Solve the searcher’s problem better than other pages on the first page of Google.

Notes from the talk:

1. Myth: Investments must be measurable.

There are both easy and hard measurable marketing channels in online marketing:

Easy measurable marketing channels:

  • PPC
  • Social media
  • Retargeting
  • Emailing
  • Direct mail

Hard measurable marketing channels:

  • Word of mouth
  • SEO
  • Organic social media
  • Content
  • Public relations

If you want to make money from your ads, invest in measurable channels. Paid channels are more easily measurable than organic sources. And as more measurable it becomes, the more money is spent.

Tip for you: Invest in hard measurable channels, because it is worth it. 

2. Myth: Channels must be ROI-positive.

  • MOZ’s Whiteboard Friday was the worst performing channel in 2008 and the best-performing in 2017.
  • They had negative ROI for at least 18 months.
  • Tip for you: Focus on potential and measure against trajectory. After three months of work, you’re on a powerful trajectory, even if it is not ROI-positive yet.

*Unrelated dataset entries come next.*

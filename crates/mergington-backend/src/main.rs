use std::sync::Arc;

use clap::Parser;
use tokio::signal;

use mergington::errors::Report;
use mergington::log;
use mergington_backend::config::Config;
use mergington_backend::services::ActivityService;
use mergington_backend::{AppState, build_router};

#[tokio::main]
async fn main() -> Result<(), Report> {
    // Setup logging
    mergington::log::setup()?;

    let config = Config::parse();

    // Seed the registry
    let state = Arc::new(AppState::new()?);
    log::info!("Loaded {} activities", state.activities.len().await);

    // Setup the routes
    let app = build_router(state, &config.static_dir);

    // Setup the server
    let listener = tokio::net::TcpListener::bind(config.addr()).await?;
    log::info!("Starting server on http://{}", listener.local_addr()?);
    log::info!("Serving static files from {}", config.static_dir.display());
    log::info!("Press Ctrl+C to stop the server");

    // Start the server
    axum::serve(listener, app)
        .with_graceful_shutdown(shutdown_signal())
        .await?;

    log::info!("Shutting down server");

    Ok(())
}

/// Wait for a shutdown signal (Ctrl+C or SIGTERM)
async fn shutdown_signal() {
    let ctrl_c = async {
        signal::ctrl_c()
            .await
            .expect("failed to install Ctrl+C handler");
    };

    #[cfg(unix)]
    let terminate = async {
        signal::unix::signal(signal::unix::SignalKind::terminate())
            .expect("failed to install signal handler")
            .recv()
            .await;
    };

    #[cfg(not(unix))]
    let terminate = std::future::pending::<()>();

    tokio::select! {
        _ = ctrl_c => {},
        _ = terminate => {},
    }

    log::info!("Signal received, starting graceful shutdown");
}
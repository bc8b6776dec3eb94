//! Kevoree component hosting a Node-RED style flow runtime.
//!
//! The component owns two bridge websocket endpoints on localhost and keeps
//! the flow document deployed in the runtime wired to them: an input bridge
//! feeding messages into the flow and an output bridge carrying the flow's
//! results back out.
pub mod bridge;
pub mod config;
pub mod controller;
pub mod endpoint;
pub mod error;
pub mod flow_commands;
pub mod logger;
pub mod reconcile;
pub mod server;
pub mod wiring;

pub use bridge::{BridgePorts, Direction, INPUT_BRIDGE, OUTPUT_BRIDGE};
pub use config::{BridgeConfig, ConfigDiff, ConfigSource, EnvConfigSource, MapConfigSource};
pub use controller::{BridgeController, Component, ControllerState};
pub use error::BridgeError;
pub use reconcile::{FirstTab, PlacementPolicy, reconcile, reconcile_with};
pub use wiring::{FlowSync, wire_input, wire_output};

3. Myth: Search investments are either SEO or PPC.

  • But: SEO and PPC are only 54.7% of all Google results.
  • 11% of the clicks go to results that are not SEO or PPC. For example:
    • Knowledge panels
    • Related questions
    • Local packs
    • Images
    • Site links
    • Featured snippets
    • Top stories
    • Videos
    • Tweets
    • “People also ask”
  • Instead, consider focusing on:
    • Google images (21% of overall traffic)
    • Google maps and local results
    • YouTube
    • SERP features that show up in your keywords
    • Amazon, Facebook and Bing
    • Where search demand originates
  • Images don’t bring too much traffic, but can be powerful in e-commerce tied with visuals.
  • People take stuff from Google images, not from your site. Try to add some catchy saying on the image with a call to action, so they can click through.

4. Myth: Content marketing means publishing only on your website.

  • This is not necessary. It also doesn’t apply when your site is new, light on link authority, lacks a usable CMS, subject to nasty legal or brand restrictions, etc.
  • You can do guest blogging on strong pages which rank high.
  • 6 broad websites that are currently ranking high, where you can share your content:
    • Quora
    • LinkedIn
    • YouTube
    • Pinterest
    • Reddit
    • Slideshare

5. Myth: Google rankings = links, keywords & tech issues.

  • There is a new searching factor called “Searcher task accomplishment.”
  • SEO in 2012: Earn more links with more exact anchor text than your top 10 competitors.
  • SEO in 2018: Solve the searcher’s problem better than other pages on the first page on Google.
  • There are types of results that are worth focusing on. Analyze which types of SERPs appear most in your keywords and try to get there.

Tweets from the talk:

Q&A

Q: How did speed test manage to outrank the one box?

A: Speed test utilized a lot of brand building so they could outrank Google’s box. Speed test was featured in Iron Man, for example. Speed test doesn’t mean a broad search query, but it is a brand search now.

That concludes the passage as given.